• [LISTED RECORDS]

BEGIN

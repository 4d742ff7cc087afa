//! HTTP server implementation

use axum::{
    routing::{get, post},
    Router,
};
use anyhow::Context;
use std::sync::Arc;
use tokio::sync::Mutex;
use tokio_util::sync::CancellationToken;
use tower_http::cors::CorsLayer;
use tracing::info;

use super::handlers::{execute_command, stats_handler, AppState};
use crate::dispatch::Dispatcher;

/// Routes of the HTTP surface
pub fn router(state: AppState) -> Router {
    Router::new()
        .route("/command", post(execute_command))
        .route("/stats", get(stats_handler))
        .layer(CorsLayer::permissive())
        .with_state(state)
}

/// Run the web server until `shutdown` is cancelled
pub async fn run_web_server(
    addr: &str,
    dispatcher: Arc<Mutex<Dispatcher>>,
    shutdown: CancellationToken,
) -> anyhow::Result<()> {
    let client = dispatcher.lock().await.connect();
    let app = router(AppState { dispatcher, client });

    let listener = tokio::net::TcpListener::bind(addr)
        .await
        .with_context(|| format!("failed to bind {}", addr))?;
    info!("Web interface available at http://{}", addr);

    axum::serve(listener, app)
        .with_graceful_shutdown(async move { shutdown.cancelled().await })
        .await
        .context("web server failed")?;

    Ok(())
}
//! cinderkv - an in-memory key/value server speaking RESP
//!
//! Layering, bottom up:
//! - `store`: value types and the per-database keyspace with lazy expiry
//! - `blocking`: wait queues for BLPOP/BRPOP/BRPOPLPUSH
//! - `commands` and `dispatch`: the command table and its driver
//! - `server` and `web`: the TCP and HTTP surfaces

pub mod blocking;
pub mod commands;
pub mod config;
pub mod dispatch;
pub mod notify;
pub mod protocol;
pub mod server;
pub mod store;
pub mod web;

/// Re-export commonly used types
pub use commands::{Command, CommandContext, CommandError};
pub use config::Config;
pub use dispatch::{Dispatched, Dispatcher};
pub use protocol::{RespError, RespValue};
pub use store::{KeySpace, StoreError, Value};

END

• [EXERCISE DESCRIPTION]
Quote in full each line from the top of the records above through the line with "use tower_http::cors::CorsLayer;"; stop after that line.

• [RESPONSE TO THIS EXERCISE]
repository 4d742ff7cc087afa
//! HTTP server implementation

use axum::{
    routing::{get, post},
    Router,
};
use anyhow::Context;
use std::sync::Arc;
use tokio::sync::Mutex;
use tokio_util::sync::CancellationToken;
use tower_http::cors::CorsLayer;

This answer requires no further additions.